Melissa Connolly, Vice President for University Relations, Hofstra University

When Melissa Connolly was tasked with coordinating and managing the media relations and communications for Hofstra University as it hosted last year’s final presidential debate between John McCain and Barack Obama, she decided to turn a single historic day into a yearlong educational endeavor.

Known as Educate ’08, this endeavor featured free lectures, conferences, town hall meetings and interactive forums for students, alumni, faculty, staff and the public. The program’s goal was to ready the campus for the debate in the fall. Well-known guest speakers from the media world, including George Stephanopoulos, Maureen Dowd, Bill Kristol and Ari Fleischer, visited the campus to speak during the year.

“Working on the debate was the opportunity of a lifetime,” says Connolly. “I was fortunate to see it through from its very inception—morph from a thought to a plan to an application to an event with thousands of people. It taught me a lot about planning, persistence and organization, as well as how important internal communications are to general public perception.”

Where to Start

“I think that it’s important to engage with people individually, talking to them and getting their ideas first, before working with the media,” says Connolly. “If people, constituencies, or groups haven’t bought into your efforts and gotten excited, the media and the general public won’t either.”

And today there is much more opportunity to engage on a personal level, what with social media and other Web strategies and tools available. However, there comes a significant risk when using avenues that can take on a life of their own. “It’s more important than ever to have very good message discipline, be very well-organized, and communicate frequently and consistently,” Connolly says. â– 

Honorable Mentions

Tomika DePriest, Executive Director, Spelman College

Shining a positive light on decidedly bad news, DePriest engaged in her gifted public relations know-how to turn an economic deficiency into local and national donations. Providing exclusive coverage of the economic effects on the college to a local media outlet, DePriest then took the story to more than 400 outlets nationally and garnered significant donations based on these maneuvers alone. Further, the student body was appreciative of the transparency of the school.

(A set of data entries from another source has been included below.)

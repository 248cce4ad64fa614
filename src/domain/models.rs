//! Reference values shared by the store and the handlers

use serde::{Deserialize, Serialize};
use std::fmt;
use std::str::FromStr;

use super::DomainError;

/// Symbol of the coin every user starts with
pub const OPCOIN: &str = "OPCOIN";

/// Symbol of the Brazilian real
pub const BRL: &str = "BRL";

/// Kinds of ledger transactions, matching the seeded `transaction_types`
#[derive(Debug, Clone, Copy, PartialEq, Eq, Serialize, Deserialize)]
#[serde(rename_all = "SCREAMING_SNAKE_CASE")]
pub enum TransactionKind {
    Convert,
    Transfer,
}

impl TransactionKind {
    pub fn as_str(&self) -> &'static str {
        match self {
            TransactionKind::Convert => "CONVERT",
            TransactionKind::Transfer => "TRANSFER",
        }
    }
}

impl fmt::Display for TransactionKind {
    fn fmt(&self, f: &mut fmt::Formatter<'_>) -> fmt::Result {
        write!(f, "{}", self.as_str())
    }
}

/// Investor risk profile
#[derive(Debug, Clone, Copy, PartialEq, Eq, Serialize, Deserialize)]
#[serde(rename_all = "SCREAMING_SNAKE_CASE")]
pub enum InvestorProfile {
    Conservative,
    Moderate,
    Success,
}

impl InvestorProfile {
    pub fn as_str(&self) -> &'static str {
        match self {
            InvestorProfile::Conservative => "CONSERVATIVE",
            InvestorProfile::Moderate => "MODERATE",
            InvestorProfile::Success => "SUCCESS",
        }
    }
}

impl fmt::Display for InvestorProfile {
    fn fmt(&self, f: &mut fmt::Formatter<'_>) -> fmt::Result {
        write!(f, "{}", self.as_str())
    }
}

impl FromStr for InvestorProfile {
    type Err = DomainError;

    fn from_str(s: &str) -> Result<Self, Self::Err> {
        match s.trim().to_ascii_uppercase().as_str() {
            "CONSERVATIVE" => Ok(InvestorProfile::Conservative),
            "MODERATE" => Ok(InvestorProfile::Moderate),
            "SUCCESS" => Ok(InvestorProfile::Success),
            _ => Err(DomainError::InvalidProfile(s.to_string())),
        }
    }
}

/// Canonical form of an email address
pub fn normalize_email(email: &str) -> String {
    email.trim().to_lowercase()
}

/// Canonical form of a coin symbol
pub fn normalize_symbol(symbol: &str) -> String {
    symbol.trim().to_uppercase()
}
//! Transaction ledger
//!
//! Append-only. Rows are never updated or deleted.

use chrono::{DateTime, Utc};
use rust_decimal::Decimal;
use serde::Serialize;
use sqlx::PgExecutor;
use uuid::Uuid;

use super::coins::Coin;
use super::users::UserSummary;
use crate::domain::TransactionKind;

/// Row of the `transactions` table
#[derive(Debug, Clone, PartialEq, Serialize, sqlx::FromRow)]
#[serde(rename_all = "camelCase")]
pub struct TransactionRecord {
    pub id: Uuid,
    pub type_id: Uuid,
    pub from_coin_id: Uuid,
    pub to_coin_id: Uuid,
    pub amount_from: Decimal,
    pub amount_to: Decimal,
    pub user_id: Uuid,
    pub user_from_id: Uuid,
    pub user_to_id: Uuid,
    pub created_at: DateTime<Utc>,
}

/// Values for a new ledger row
#[derive(Debug, Clone, PartialEq)]
pub struct NewTransaction {
    pub type_id: Uuid,
    pub from_coin_id: Uuid,
    pub to_coin_id: Uuid,
    pub amount_from: Decimal,
    pub amount_to: Decimal,
    /// Participant whose history this row belongs to
    pub user_id: Uuid,
    pub user_from_id: Uuid,
    pub user_to_id: Uuid,
}

/// Seeded transaction type
#[derive(Debug, Clone, PartialEq, Eq, Serialize)]
pub struct TransactionTypeSummary {
    pub id: Uuid,
    #[serde(rename = "type")]
    pub kind: String,
    pub description: String,
}

/// Ledger row joined with type, coin and participant metadata
#[derive(Debug, Clone, PartialEq, Serialize)]
#[serde(rename_all = "camelCase")]
pub struct TransactionView {
    #[serde(flatten)]
    pub transaction: TransactionRecord,
    #[serde(rename = "type")]
    pub kind: TransactionTypeSummary,
    pub from_coin: Coin,
    pub to_coin: Coin,
    pub user_from: UserSummary,
    pub user_to: UserSummary,
}

#[derive(sqlx::FromRow)]
struct TransactionViewRow {
    id: Uuid,
    type_id: Uuid,
    from_coin_id: Uuid,
    to_coin_id: Uuid,
    amount_from: Decimal,
    amount_to: Decimal,
    user_id: Uuid,
    user_from_id: Uuid,
    user_to_id: Uuid,
    created_at: DateTime<Utc>,
    type_name: String,
    type_description: String,
    from_coin_symbol: String,
    from_coin_name: String,
    to_coin_symbol: String,
    to_coin_name: String,
    user_from_name: String,
    user_from_email: String,
    user_to_name: String,
    user_to_email: String,
}

impl From<TransactionViewRow> for TransactionView {
    fn from(row: TransactionViewRow) -> Self {
        Self {
            kind: TransactionTypeSummary {
                id: row.type_id,
                kind: row.type_name,
                description: row.type_description,
            },
            from_coin: Coin {
                id: row.from_coin_id,
                symbol: row.from_coin_symbol,
                name: row.from_coin_name,
            },
            to_coin: Coin {
                id: row.to_coin_id,
                symbol: row.to_coin_symbol,
                name: row.to_coin_name,
            },
            user_from: UserSummary {
                id: row.user_from_id,
                name: row.user_from_name,
                email: row.user_from_email,
            },
            user_to: UserSummary {
                id: row.user_to_id,
                name: row.user_to_name,
                email: row.user_to_email,
            },
            transaction: TransactionRecord {
                id: row.id,
                type_id: row.type_id,
                from_coin_id: row.from_coin_id,
                to_coin_id: row.to_coin_id,
                amount_from: row.amount_from,
                amount_to: row.amount_to,
                user_id: row.user_id,
                user_from_id: row.user_from_id,
                user_to_id: row.user_to_id,
                created_at: row.created_at,
            },
        }
    }
}

/// Resolve the id of a seeded transaction type
pub async fn find_type_id<'c, E>(executor: E, kind: TransactionKind) -> Result<Option<Uuid>, sqlx::Error>
where
    E: PgExecutor<'c>,
{
    sqlx::query_scalar("SELECT id FROM transaction_types WHERE type = $1")
        .bind(kind.as_str())
        .fetch_optional(executor)
        .await
}

/// Append a ledger row
pub async fn insert<'c, E>(executor: E, new: &NewTransaction) -> Result<TransactionRecord, sqlx::Error>
where
    E: PgExecutor<'c>,
{
    sqlx::query_as::<_, TransactionRecord>(
        r#"
        INSERT INTO transactions (
            id, type_id, from_coin_id, to_coin_id, amount_from, amount_to,
            user_id, user_from_id, user_to_id, created_at
        )
        VALUES ($1, $2, $3, $4, $5, $6, $7, $8, $9, NOW())
        RETURNING id, type_id, from_coin_id, to_coin_id, amount_from, amount_to,
                  user_id, user_from_id, user_to_id, created_at
        "#,
    )
    .bind(Uuid::new_v4())
    .bind(new.type_id)
    .bind(new.from_coin_id)
    .bind(new.to_coin_id)
    .bind(new.amount_from)
    .bind(new.amount_to)
    .bind(new.user_id)
    .bind(new.user_from_id)
    .bind(new.user_to_id)
    .fetch_one(executor)
    .await
}

/// Every row attributed to a user, newest first
pub async fn list_for_user<'c, E>(executor: E, user_id: Uuid) -> Result<Vec<TransactionView>, sqlx::Error>
where
    E: PgExecutor<'c>,
{
    let rows = sqlx::query_as::<_, TransactionViewRow>(
        r#"
        SELECT
            t.id, t.type_id, t.from_coin_id, t.to_coin_id, t.amount_from, t.amount_to,
            t.user_id, t.user_from_id, t.user_to_id, t.created_at,
            tt.type AS type_name,
            tt.description AS type_description,
            fc.symbol AS from_coin_symbol,
            fc.name AS from_coin_name,
            tc.symbol AS to_coin_symbol,
            tc.name AS to_coin_name,
            uf.name AS user_from_name,
            uf.email AS user_from_email,
            ut.name AS user_to_name,
            ut.email AS user_to_email
        FROM transactions t
        JOIN transaction_types tt ON tt.id = t.type_id
        JOIN coins fc ON fc.id = t.from_coin_id
        JOIN coins tc ON tc.id = t.to_coin_id
        JOIN users uf ON uf.id = t.user_from_id
        JOIN users ut ON ut.id = t.user_to_id
        WHERE t.user_id = $1
        ORDER BY t.created_at DESC
        "#,
    )
    .bind(user_id)
    .fetch_all(executor)
    .await?;

    Ok(rows.into_iter().map(TransactionView::from).collect())
}

/// Count rows attributed to a user, optionally restricted to one kind
pub async fn count_for_user<'c, E>(
    executor: E,
    user_id: Uuid,
    kind: Option<TransactionKind>,
) -> Result<i64, sqlx::Error>
where
    E: PgExecutor<'c>,
{
    sqlx::query_scalar(
        r#"
        SELECT COUNT(*)
        FROM transactions t
        JOIN transaction_types tt ON tt.id = t.type_id
        WHERE t.user_id = $1 AND ($2::text IS NULL OR tt.type = $2)
        "#,
    )
    .bind(user_id)
    .bind(kind.map(|k| k.as_str()))
    .fetch_one(executor)
    .await
}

John Walls, Assistant Vice President, University of Texas Southwestern Medical Center

A true team player with the professional acumen to handle public relations in a medical and science setting, Walls created and implemented substantial new productivity metrics for the university, which is on pace to achieve more than 10,000 media hits this year. Focusing on attainable standards, Walls uses his creative side to drive the needed media attainment and maintain employee satisfaction.